Data to examine START
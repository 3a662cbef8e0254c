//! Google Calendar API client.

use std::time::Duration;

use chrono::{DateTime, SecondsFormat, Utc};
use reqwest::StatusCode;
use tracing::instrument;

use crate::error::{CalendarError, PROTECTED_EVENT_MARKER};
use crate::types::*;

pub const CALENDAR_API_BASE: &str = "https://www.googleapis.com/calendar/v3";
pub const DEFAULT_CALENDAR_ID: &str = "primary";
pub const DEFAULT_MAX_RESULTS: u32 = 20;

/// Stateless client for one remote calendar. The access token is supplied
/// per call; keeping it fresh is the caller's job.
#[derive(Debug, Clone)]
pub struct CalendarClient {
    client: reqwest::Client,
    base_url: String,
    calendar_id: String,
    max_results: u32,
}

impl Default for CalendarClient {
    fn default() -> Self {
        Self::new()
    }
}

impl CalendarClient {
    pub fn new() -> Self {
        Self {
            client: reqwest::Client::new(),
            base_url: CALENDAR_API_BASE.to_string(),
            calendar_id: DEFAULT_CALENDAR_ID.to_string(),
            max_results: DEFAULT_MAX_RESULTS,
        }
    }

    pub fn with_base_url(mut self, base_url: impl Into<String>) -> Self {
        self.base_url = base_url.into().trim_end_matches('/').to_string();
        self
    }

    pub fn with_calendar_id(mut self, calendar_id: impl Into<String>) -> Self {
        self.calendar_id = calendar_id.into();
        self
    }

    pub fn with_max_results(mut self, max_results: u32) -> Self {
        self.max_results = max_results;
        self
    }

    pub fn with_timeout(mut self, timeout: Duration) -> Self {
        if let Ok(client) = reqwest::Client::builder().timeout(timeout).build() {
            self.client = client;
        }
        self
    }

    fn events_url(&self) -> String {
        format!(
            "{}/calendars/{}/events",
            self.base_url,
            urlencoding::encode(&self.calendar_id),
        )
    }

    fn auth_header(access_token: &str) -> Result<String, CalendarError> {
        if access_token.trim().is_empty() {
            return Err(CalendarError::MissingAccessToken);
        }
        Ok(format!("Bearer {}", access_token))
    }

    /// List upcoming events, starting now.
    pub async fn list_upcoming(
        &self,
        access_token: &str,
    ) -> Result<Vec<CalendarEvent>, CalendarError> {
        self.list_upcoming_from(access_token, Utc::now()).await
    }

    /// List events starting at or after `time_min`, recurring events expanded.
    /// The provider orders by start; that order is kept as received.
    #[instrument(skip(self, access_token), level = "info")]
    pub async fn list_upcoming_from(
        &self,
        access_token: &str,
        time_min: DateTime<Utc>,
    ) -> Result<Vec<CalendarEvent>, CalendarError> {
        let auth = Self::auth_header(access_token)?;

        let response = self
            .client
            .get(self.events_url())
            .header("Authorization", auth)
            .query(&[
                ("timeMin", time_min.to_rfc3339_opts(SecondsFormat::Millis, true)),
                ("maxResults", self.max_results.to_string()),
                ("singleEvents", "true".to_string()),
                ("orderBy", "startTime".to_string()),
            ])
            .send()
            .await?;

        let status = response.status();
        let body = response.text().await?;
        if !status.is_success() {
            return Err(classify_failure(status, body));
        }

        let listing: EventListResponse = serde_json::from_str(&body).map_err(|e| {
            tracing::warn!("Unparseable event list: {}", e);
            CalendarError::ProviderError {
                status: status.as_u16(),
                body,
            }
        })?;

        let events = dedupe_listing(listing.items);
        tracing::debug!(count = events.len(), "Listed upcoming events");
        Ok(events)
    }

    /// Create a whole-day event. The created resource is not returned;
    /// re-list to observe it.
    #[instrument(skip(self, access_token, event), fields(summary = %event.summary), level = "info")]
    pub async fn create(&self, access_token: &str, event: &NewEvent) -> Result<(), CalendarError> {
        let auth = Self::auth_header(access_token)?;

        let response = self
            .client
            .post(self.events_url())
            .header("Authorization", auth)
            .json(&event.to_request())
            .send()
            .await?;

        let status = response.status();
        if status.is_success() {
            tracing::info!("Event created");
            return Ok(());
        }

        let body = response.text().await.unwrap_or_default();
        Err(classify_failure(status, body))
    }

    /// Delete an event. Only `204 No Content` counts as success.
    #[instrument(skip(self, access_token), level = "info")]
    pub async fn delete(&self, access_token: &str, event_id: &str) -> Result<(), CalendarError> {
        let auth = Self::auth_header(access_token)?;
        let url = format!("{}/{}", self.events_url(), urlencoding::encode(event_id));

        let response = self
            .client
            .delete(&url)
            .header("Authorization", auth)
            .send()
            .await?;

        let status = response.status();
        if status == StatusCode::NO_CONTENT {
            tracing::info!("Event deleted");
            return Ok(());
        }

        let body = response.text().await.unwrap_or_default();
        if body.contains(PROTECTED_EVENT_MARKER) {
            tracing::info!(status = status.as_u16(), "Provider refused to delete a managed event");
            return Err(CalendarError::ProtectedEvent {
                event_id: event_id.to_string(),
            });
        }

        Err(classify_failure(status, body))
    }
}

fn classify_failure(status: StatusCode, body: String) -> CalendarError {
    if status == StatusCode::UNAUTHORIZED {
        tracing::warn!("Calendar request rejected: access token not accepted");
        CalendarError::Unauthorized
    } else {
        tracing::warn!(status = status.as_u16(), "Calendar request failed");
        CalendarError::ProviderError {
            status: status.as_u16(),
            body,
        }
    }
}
Data to examine END
• **Task**: Reproduce the lines of the entries above exactly, but only from the line containing "if status == StatusCode::UNAUTHORIZED" through the final line.

• **Response area**:
    if status == StatusCode::UNAUTHORIZED {
        tracing::warn!("Calendar request rejected: access token not accepted");
        CalendarError::Unauthorized
    } else {
        tracing::warn!(status = status.as_u16(), "Calendar request failed");
        CalendarError::ProviderError {
            status: status.as_u16(),
            body,
        }
    }
}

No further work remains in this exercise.